Could you print each of the records below exactly?

Segment Start: RAW DATA

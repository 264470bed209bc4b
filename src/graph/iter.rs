//! 顶点和边的惰性迭代器
//!
//! 迭代器借用整张图，迭代期间图不可被修改；每次调用都从头开始新的一轮。

use super::edge::Edge;
use super::vertex::Vertex;
use indexmap::map::{Keys, Values};
use std::iter::FusedIterator;

/// 按插入顺序（即键顺序）遍历全部顶点元素
pub struct Vertices<'a, V, E> {
    inner: Keys<'a, V, Vertex<V, E>>,
}

impl<'a, V, E> Vertices<'a, V, E> {
    pub(crate) fn new(inner: Keys<'a, V, Vertex<V, E>>) -> Self {
        Self { inner }
    }
}

impl<'a, V, E> Iterator for Vertices<'a, V, E> {
    type Item = &'a V;

    fn next(&mut self) -> Option<Self::Item> {
        self.inner.next()
    }

    fn size_hint(&self) -> (usize, Option<usize>) {
        self.inner.size_hint()
    }
}

impl<V, E> ExactSizeIterator for Vertices<'_, V, E> {}

impl<V, E> FusedIterator for Vertices<'_, V, E> {}

/// 遍历全部边：先按顶点插入顺序，再按各顶点邻接表顺序
pub struct Edges<'a, V, E> {
    vertices: Values<'a, V, Vertex<V, E>>,
    current: Option<Values<'a, V, Edge<V, E>>>,
    remaining: usize,
}

impl<'a, V, E> Edges<'a, V, E> {
    pub(crate) fn new(vertices: Values<'a, V, Vertex<V, E>>, num_edges: usize) -> Self {
        Self {
            vertices,
            current: None,
            remaining: num_edges,
        }
    }
}

impl<'a, V, E> Iterator for Edges<'a, V, E> {
    type Item = &'a Edge<V, E>;

    fn next(&mut self) -> Option<Self::Item> {
        loop {
            if let Some(edge) = self.current.as_mut().and_then(|edges| edges.next()) {
                self.remaining = self.remaining.saturating_sub(1);
                return Some(edge);
            }
            self.current = Some(self.vertices.next()?.outgoing());
        }
    }

    fn size_hint(&self) -> (usize, Option<usize>) {
        (self.remaining, Some(self.remaining))
    }
}

impl<V, E> ExactSizeIterator for Edges<'_, V, E> {}

impl<V, E> FusedIterator for Edges<'_, V, E> {}
//! 图配置

/// 图的构造参数
#[derive(Debug, Clone, Copy, PartialEq, Eq)]
pub struct GraphConfig {
    /// 是否为有向图（构造后不可更改）
    pub directed: bool,
    /// 顶点表预分配容量
    pub vertex_capacity: usize,
    /// 每个顶点邻接表的预分配容量
    pub adjacency_capacity: usize,
}

impl Default for GraphConfig {
    fn default() -> Self {
        Self {
            directed: true,
            vertex_capacity: 0,
            adjacency_capacity: 0,
        }
    }
}

impl GraphConfig {
    /// 有向图配置
    pub fn directed() -> Self {
        Self::default()
    }

    /// 无向图配置
    pub fn undirected() -> Self {
        Self {
            directed: false,
            ..Self::default()
        }
    }

    /// 设置顶点表容量
    pub fn with_vertex_capacity(mut self, capacity: usize) -> Self {
        self.vertex_capacity = capacity;
        self
    }

    /// 设置邻接表容量
    pub fn with_adjacency_capacity(mut self, capacity: usize) -> Self {
        self.adjacency_capacity = capacity;
        self
    }
}
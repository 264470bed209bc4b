//! GraphBase CLI 工具
//!
//! 交互式命令行界面，在内存图上执行插入、删除与查询

use anyhow::Context;
use clap::Parser;
use colored::Colorize;
use graphbase::cli::{CommandCompleter, CommandResult, Session};
use graphbase::GraphConfig;
use rustyline::error::ReadlineError;
use rustyline::history::DefaultHistory;
use rustyline::Editor;
use tracing_subscriber::EnvFilter;

const HISTORY_FILE: &str = ".graphbase_history";

#[derive(Parser, Debug)]
#[command(name = "graphbase-cli")]
#[command(about = "GraphBase 命令行工具", version)]
struct Args {
    /// 创建无向图（默认有向）
    #[arg(short, long)]
    undirected: bool,

    /// 顶点表预分配容量
    #[arg(long, default_value = "0")]
    vertex_capacity: usize,

    /// 执行以 ';' 分隔的命令后退出
    #[arg(short = 'e', long)]
    execute: Option<String>,

    /// 日志级别（覆盖 RUST_LOG）
    #[arg(long)]
    log_level: Option<String>,
}

fn main() -> anyhow::Result<()> {
    let args = Args::parse();
    init_tracing(args.log_level.as_deref());

    let config = if args.undirected {
        GraphConfig::undirected()
    } else {
        GraphConfig::directed()
    }
    .with_vertex_capacity(args.vertex_capacity);

    let mut session = Session::new(config);

    // 单次执行模式
    if let Some(script) = args.execute {
        for line in script.split(';') {
            if !handle_result(session.execute_line(line)) {
                break;
            }
        }
        return Ok(());
    }

    println!("GraphBase CLI v{}", graphbase::VERSION);
    println!("=====================");
    println!(
        "{}图已创建，输入 'help' 查看命令列表，'quit' 退出\n",
        if config.directed { "有向" } else { "无向" }
    );

    let mut editor: Editor<CommandCompleter, DefaultHistory> =
        Editor::new().context("无法初始化行编辑器")?;
    editor.set_helper(Some(CommandCompleter::new(session.graph())));

    let history = dirs::home_dir().map(|home| home.join(HISTORY_FILE));
    if let Some(path) = &history {
        // 首次运行时历史文件不存在
        let _ = editor.load_history(path);
    }

    loop {
        match editor.readline("graphbase> ") {
            Ok(line) => {
                if !line.trim().is_empty() {
                    let _ = editor.add_history_entry(line.as_str());
                }
                if !handle_result(session.execute_line(&line)) {
                    break;
                }
            }
            Err(ReadlineError::Interrupted) => continue,
            Err(ReadlineError::Eof) => break,
            Err(e) => return Err(e).context("读取输入失败"),
        }
    }

    if let Some(path) = &history {
        editor
            .save_history(path)
            .with_context(|| format!("无法保存历史记录到 {:?}", path))?;
    }

    println!("再见！");
    Ok(())
}

fn init_tracing(level: Option<&str>) {
    let filter = match level {
        Some(level) => EnvFilter::new(level),
        None => EnvFilter::try_from_default_env().unwrap_or_else(|_| EnvFilter::new("warn")),
    };
    tracing_subscriber::fmt()
        .with_env_filter(filter)
        .with_writer(std::io::stderr)
        .init();
}

/// 打印结果，返回是否继续
fn handle_result(result: CommandResult) -> bool {
    match result {
        CommandResult::Continue => true,
        CommandResult::Exit => false,
        CommandResult::Message(msg) => {
            println!("{}", msg.trim_end());
            true
        }
        CommandResult::Error(msg) => {
            println!("{} {}", "错误:".red().bold(), msg);
            true
        }
    }
}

Segment End: RAW DATA

__PROBLEM SOLUTION__:
repository 264470bed209bc4b
filename src/graph/iter.rs
//! 顶点和边的惰性迭代器
//!
//! 迭代器借用整张图，迭代期间图不可被修改；每次调用都从头开始新的一轮。

use super::edge::Edge;
use super::vertex::Vertex;
use indexmap::map::{Keys, Values};
use std::iter::FusedIterator;

/// 按插入顺序（即键顺序）遍历全部顶点元素
pub struct Vertices<'a, V, E> {
    inner: Keys<'a, V, Vertex<V, E>>,
}

impl<'a, V, E> Vertices<'a, V, E> {
    pub(crate) fn new(inner: Keys<'a, V, Vertex<V, E>>) -> Self {
        Self { inner }
    }
}

impl<'a, V, E> Iterator for Vertices<'a, V, E> {
    type Item = &'a V;

    fn next(&mut self) -> Option<Self::Item> {
        self.inner.next()
    }

    fn size_hint(&self) -> (usize, Option<usize>) {
        self.inner.size_hint()
    }
}

impl<V, E> ExactSizeIterator for Vertices<'_, V, E> {}

impl<V, E> FusedIterator for Vertices<'_, V, E> {}

/// 遍历全部边：先按顶点插入顺序，再按各顶点邻接表顺序
pub struct Edges<'a, V, E> {
    vertices: Values<'a, V, Vertex<V, E>>,
    current: Option<Values<'a, V, Edge<V, E>>>,
    remaining: usize,
}

impl<'a, V, E> Edges<'a, V, E> {
    pub(crate) fn new(vertices: Values<'a, V, Vertex<V, E>>, num_edges: usize) -> Self {
        Self {
            vertices,
            current: None,
            remaining: num_edges,
        }
    }
}

impl<'a, V, E> Iterator for Edges<'a, V, E> {
    type Item = &'a Edge<V, E>;

    fn next(&mut self) -> Option<Self::Item> {
        loop {
            if let Some(edge) = self.current.as_mut().and_then(|edges| edges.next()) {
                self.remaining = self.remaining.saturating_sub(1);
                return Some(edge);
            }
            self.current = Some(self.vertices.next()?.outgoing());
        }
    }

    fn size_hint(&self) -> (usize, Option<usize>) {
        (self.remaining, Some(self.remaining))
    }
}

impl<V, E> ExactSizeIterator for Edges<'_, V, E> {}

impl<V, E> FusedIterator for Edges<'_, V, E> {}
//! 图配置

/// 图的构造参数
#[derive(Debug, Clone, Copy, PartialEq, Eq)]
pub struct GraphConfig {
    /// 是否为有向图（构造后不可更改）
    pub directed: bool,
    /// 顶点表预分配容量
    pub vertex_capacity: usize,
    /// 每个顶点邻接表的预分配容量
    pub adjacency_capacity: usize,
}

impl Default for GraphConfig {
    fn default() -> Self {
        Self {
            directed: true,
            vertex_capacity: 0,
            adjacency_capacity: 0,
        }
    }
}

impl GraphConfig {
    /// 有向图配置
    pub fn directed() -> Self {
        Self::default()
    }

    /// 无向图配置
    pub fn undirected() -> Self {
        Self {
            directed: false,
            ..Self::default()
        }
    }

    /// 设置顶点表容量
    pub fn with_vertex_capacity(mut self, capacity: usize) -> Self {
        self.vertex_capacity = capacity;
        self
    }

    /// 设置邻接表容量
    pub fn with_adjacency_capacity(mut self, capacity: usize) -> Self {
        self.adjacency_capacity = capacity;
        self
    }
}
repository 264470bed209bc4b
//! GraphBase CLI 工具
//!
//! 交互式命令行界面，在内存图上执行插入、删除与查询

use anyhow::Context;
use clap::Parser;
use colored::Colorize;
use graphbase::cli::{CommandCompleter, CommandResult, Session};
use graphbase::GraphConfig;
use rustyline::error::ReadlineError;
use rustyline::history::DefaultHistory;
use rustyline::Editor;
use tracing_subscriber::EnvFilter;

const HISTORY_FILE: &str = ".graphbase_history";

#[derive(Parser, Debug)]
#[command(name = "graphbase-cli")]
#[command(about = "GraphBase 命令行工具", version)]
struct Args {
    /// 创建无向图（默认有向）
    #[arg(short, long)]
    undirected: bool,

    /// 顶点表预分配容量
    #[arg(long, default_value = "0")]
    vertex_capacity: usize,

    /// 执行以 ';' 分隔的命令后退出
    #[arg(short = 'e', long)]
    execute: Option<String>,

    /// 日志级别（覆盖 RUST_LOG）
    #[arg(long)]
    log_level: Option<String>,
}

fn main() -> anyhow::Result<()> {
    let args = Args::parse();
    init_tracing(args.log_level.as_deref());

    let config = if args.undirected {
        GraphConfig::undirected()
    } else {
        GraphConfig::directed()
    }
    .with_vertex_capacity(args.vertex_capacity);

    let mut session = Session::new(config);

    // 单次执行模式
    if let Some(script) = args.execute {
        for line in script.split(';') {
            if !handle_result(session.execute_line(line)) {
                break;
            }
        }
        return Ok(());
    }

    println!("GraphBase CLI v{}", graphbase::VERSION);
    println!("=====================");
    println!(
        "{}图已创建，输入 'help' 查看命令列表，'quit' 退出\n",
        if config.directed { "有向" } else { "无向" }
    );

    let mut editor: Editor<CommandCompleter, DefaultHistory> =
        Editor::new().context("无法初始化行编辑器")?;
    editor.set_helper(Some(CommandCompleter::new(session.graph())));

    let history = dirs::home_dir().map(|home| home.join(HISTORY_FILE));
    if let Some(path) = &history {
        // 首次运行时历史文件不存在
        let _ = editor.load_history(path);
    }

    loop {
        match editor.readline("graphbase> ") {
            Ok(line) => {
                if !line.trim().is_empty() {
                    let _ = editor.add_history_entry(line.as_str());
                }
                if !handle_result(session.execute_line(&line)) {
                    break;
                }
            }
            Err(ReadlineError::Interrupted) => continue,
            Err(ReadlineError::Eof) => break,
            Err(e) => return Err(e).context("读取输入失败"),
        }
    }

    if let Some(path) = &history {
        editor
            .save_history(path)
            .with_context(|| format!("无法保存历史记录到 {:?}", path))?;
    }

    println!("再见！");
    Ok(())
}

fn init_tracing(level: Option<&str>) {
    let filter = match level {
        Some(level) => EnvFilter::new(level),
        None => EnvFilter::try_from_default_env().unwrap_or_else(|_| EnvFilter::new("warn")),
    };
    tracing_subscriber::fmt()
        .with_env_filter(filter)
        .with_writer(std::io::stderr)
        .init();
}

/// 打印结果，返回是否继续
fn handle_result(result: CommandResult) -> bool {
    match result {
        CommandResult::Continue => true,
        CommandResult::Exit => false,
        CommandResult::Message(msg) => {
            println!("{}", msg.trim_end());
            true
        }
        CommandResult::Error(msg) => {
            println!("{} {}", "错误:".red().bold(), msg);
            true
        }
    }
}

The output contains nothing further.